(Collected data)
━━━━━━━━

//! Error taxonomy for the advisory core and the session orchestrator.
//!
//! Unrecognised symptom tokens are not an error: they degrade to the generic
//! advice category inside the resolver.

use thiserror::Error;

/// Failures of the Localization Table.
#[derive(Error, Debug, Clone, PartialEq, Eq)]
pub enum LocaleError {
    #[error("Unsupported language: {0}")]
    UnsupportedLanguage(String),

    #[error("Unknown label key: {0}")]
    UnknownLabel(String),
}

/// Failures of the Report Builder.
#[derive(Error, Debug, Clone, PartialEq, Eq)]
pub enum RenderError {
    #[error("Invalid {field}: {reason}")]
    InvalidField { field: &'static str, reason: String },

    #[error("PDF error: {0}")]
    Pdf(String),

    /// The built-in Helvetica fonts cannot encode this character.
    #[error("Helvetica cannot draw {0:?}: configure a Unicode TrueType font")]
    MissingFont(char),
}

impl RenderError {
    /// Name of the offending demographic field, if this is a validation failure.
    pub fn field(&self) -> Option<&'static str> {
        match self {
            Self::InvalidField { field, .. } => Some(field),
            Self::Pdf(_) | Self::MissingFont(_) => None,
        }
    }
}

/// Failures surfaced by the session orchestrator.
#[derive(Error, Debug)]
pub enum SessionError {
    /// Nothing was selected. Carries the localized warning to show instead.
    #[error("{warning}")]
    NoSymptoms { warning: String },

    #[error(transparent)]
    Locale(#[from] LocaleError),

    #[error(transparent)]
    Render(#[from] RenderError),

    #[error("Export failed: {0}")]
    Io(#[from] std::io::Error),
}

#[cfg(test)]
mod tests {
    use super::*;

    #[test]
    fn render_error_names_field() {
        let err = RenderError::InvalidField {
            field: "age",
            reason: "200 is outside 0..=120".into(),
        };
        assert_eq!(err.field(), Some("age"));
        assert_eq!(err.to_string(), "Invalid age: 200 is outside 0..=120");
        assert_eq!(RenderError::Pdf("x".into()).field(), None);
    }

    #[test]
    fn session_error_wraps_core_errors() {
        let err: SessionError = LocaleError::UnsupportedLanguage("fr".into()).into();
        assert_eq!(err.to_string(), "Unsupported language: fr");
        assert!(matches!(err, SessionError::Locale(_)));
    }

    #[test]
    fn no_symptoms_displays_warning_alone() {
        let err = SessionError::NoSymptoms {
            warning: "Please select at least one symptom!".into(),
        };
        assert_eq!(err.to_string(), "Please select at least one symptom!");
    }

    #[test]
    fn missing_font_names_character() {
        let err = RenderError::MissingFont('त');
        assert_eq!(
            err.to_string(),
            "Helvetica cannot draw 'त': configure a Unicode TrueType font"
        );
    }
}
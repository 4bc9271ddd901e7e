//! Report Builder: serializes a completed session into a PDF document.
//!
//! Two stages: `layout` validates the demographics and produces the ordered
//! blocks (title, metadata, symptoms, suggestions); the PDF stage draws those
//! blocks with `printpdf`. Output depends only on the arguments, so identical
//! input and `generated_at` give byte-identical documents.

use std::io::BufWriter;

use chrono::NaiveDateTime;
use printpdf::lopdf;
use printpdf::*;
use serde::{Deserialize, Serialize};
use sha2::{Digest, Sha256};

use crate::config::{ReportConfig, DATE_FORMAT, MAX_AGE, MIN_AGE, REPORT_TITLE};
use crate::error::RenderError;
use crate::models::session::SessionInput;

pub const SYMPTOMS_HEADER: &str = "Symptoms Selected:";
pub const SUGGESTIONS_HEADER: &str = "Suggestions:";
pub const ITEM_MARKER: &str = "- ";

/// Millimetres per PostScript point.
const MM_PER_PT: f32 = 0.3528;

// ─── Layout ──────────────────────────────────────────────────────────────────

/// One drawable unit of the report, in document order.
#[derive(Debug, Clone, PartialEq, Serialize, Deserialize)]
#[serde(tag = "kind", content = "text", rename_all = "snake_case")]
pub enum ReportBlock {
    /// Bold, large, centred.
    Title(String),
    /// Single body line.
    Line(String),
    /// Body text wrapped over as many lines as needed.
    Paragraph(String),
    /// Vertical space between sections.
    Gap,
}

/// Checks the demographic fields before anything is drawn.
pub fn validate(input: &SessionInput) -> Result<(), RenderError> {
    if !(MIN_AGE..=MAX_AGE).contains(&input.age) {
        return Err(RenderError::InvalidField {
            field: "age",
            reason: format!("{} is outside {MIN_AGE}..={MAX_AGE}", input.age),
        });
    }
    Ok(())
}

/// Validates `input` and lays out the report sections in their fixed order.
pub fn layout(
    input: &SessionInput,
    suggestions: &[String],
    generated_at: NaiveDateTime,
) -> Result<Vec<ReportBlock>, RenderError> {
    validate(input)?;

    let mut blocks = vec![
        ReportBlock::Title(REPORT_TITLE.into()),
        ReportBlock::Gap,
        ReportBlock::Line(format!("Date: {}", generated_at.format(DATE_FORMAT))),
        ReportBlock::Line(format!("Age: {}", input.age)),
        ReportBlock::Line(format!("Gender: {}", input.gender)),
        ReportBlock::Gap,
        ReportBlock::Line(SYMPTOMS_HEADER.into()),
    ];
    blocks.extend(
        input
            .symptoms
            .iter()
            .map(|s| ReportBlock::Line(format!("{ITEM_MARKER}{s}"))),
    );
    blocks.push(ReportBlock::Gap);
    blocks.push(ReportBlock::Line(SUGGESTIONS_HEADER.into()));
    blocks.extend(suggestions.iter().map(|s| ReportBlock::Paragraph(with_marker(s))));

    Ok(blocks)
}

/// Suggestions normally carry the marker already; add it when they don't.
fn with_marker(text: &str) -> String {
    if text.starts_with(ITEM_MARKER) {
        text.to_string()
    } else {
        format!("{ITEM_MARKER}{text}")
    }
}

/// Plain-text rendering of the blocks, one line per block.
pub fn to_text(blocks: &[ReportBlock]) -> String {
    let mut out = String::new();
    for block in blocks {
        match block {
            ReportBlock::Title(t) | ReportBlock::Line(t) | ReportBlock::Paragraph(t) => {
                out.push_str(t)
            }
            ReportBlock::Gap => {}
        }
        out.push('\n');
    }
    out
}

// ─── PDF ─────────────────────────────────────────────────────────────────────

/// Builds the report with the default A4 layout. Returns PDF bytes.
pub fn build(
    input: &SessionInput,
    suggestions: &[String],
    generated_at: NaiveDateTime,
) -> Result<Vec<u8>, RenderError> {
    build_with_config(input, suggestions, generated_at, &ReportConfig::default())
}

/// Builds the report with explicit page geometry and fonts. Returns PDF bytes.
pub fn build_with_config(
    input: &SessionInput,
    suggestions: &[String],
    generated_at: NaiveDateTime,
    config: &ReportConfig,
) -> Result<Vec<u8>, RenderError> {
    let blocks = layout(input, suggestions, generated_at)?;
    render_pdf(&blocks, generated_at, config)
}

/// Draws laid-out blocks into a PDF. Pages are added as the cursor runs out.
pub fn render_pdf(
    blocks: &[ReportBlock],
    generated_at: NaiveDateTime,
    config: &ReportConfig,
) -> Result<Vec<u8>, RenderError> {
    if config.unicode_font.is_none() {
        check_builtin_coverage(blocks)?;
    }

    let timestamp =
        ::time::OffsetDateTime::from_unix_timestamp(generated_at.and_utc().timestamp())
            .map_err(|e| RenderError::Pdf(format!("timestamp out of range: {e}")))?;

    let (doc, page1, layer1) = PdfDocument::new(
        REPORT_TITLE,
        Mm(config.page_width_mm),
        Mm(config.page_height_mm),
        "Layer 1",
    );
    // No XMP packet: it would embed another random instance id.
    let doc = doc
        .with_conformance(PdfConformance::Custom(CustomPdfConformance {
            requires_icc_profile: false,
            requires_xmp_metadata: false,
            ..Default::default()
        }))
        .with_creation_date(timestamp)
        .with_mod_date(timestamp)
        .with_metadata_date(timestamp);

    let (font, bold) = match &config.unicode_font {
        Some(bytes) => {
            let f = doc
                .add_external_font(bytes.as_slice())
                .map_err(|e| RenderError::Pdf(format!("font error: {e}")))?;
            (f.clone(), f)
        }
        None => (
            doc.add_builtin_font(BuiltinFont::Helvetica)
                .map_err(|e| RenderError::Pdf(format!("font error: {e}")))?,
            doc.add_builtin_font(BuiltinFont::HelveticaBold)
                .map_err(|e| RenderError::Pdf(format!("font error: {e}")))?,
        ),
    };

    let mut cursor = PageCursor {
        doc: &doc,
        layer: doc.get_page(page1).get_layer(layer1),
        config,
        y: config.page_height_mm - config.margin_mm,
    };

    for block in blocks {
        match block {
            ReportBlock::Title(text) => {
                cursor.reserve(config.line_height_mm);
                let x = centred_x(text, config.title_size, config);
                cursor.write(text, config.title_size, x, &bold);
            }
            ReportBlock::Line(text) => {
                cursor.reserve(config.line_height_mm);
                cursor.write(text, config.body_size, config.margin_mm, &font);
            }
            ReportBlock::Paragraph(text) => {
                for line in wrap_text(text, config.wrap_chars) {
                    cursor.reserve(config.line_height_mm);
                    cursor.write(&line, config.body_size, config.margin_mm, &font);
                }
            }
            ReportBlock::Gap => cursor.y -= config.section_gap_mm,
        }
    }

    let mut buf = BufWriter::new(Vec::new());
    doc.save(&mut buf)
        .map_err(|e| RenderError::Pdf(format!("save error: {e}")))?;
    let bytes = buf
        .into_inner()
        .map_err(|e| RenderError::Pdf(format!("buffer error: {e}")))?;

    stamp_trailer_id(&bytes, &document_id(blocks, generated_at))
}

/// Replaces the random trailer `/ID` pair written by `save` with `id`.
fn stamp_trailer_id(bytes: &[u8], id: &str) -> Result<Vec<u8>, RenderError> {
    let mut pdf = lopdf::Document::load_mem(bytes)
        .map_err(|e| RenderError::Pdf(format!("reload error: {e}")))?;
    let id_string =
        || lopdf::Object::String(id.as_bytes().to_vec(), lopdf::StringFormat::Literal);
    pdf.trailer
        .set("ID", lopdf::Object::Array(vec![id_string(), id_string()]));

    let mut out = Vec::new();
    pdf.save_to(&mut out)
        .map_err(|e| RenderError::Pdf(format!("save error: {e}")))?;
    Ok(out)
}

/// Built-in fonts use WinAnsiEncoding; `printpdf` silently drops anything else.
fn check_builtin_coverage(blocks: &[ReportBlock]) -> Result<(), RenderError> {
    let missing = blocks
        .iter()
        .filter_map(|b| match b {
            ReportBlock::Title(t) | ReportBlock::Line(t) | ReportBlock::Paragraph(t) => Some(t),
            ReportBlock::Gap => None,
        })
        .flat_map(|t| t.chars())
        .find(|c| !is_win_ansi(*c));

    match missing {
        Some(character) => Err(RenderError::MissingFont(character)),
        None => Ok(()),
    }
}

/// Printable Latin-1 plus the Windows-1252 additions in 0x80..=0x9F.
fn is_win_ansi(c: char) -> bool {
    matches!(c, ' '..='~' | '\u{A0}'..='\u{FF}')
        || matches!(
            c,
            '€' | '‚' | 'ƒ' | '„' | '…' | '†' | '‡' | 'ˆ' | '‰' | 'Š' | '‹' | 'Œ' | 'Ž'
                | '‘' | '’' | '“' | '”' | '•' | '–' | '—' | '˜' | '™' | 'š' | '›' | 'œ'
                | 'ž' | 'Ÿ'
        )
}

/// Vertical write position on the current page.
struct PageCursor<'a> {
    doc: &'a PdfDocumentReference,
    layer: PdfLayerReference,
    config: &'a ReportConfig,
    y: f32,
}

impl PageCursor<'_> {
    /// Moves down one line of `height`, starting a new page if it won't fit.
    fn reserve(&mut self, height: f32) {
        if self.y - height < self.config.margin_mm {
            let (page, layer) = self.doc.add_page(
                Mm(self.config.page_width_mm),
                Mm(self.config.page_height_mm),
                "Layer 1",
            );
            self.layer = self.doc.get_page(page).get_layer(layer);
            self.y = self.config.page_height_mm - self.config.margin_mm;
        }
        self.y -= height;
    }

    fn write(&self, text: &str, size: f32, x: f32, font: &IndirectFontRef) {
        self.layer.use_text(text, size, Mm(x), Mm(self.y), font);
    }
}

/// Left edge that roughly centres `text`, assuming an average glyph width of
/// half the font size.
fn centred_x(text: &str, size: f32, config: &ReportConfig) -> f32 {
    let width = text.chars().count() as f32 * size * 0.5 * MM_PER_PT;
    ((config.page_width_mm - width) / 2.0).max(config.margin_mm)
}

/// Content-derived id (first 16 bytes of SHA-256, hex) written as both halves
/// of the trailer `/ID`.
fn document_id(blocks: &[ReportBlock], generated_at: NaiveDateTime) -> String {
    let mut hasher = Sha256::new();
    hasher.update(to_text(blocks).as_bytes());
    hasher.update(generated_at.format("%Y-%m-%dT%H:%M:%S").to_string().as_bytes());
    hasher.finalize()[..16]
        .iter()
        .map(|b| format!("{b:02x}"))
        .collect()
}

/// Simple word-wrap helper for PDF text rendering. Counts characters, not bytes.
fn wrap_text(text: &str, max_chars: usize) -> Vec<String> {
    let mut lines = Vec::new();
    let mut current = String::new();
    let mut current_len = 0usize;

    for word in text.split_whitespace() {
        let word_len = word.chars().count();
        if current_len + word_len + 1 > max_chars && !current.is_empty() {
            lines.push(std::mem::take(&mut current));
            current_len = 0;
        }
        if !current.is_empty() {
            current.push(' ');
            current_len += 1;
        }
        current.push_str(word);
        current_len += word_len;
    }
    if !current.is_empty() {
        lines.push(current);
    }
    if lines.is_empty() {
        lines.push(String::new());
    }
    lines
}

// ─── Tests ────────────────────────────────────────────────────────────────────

━━━━━━━━

Your task: Out of the entries, pull every line that mentions "Please".

Response to this exercise:
            warning: "Please select at least one symptom!".into(),
        assert_eq!(err.to_string(), "Please select at least one symptom!");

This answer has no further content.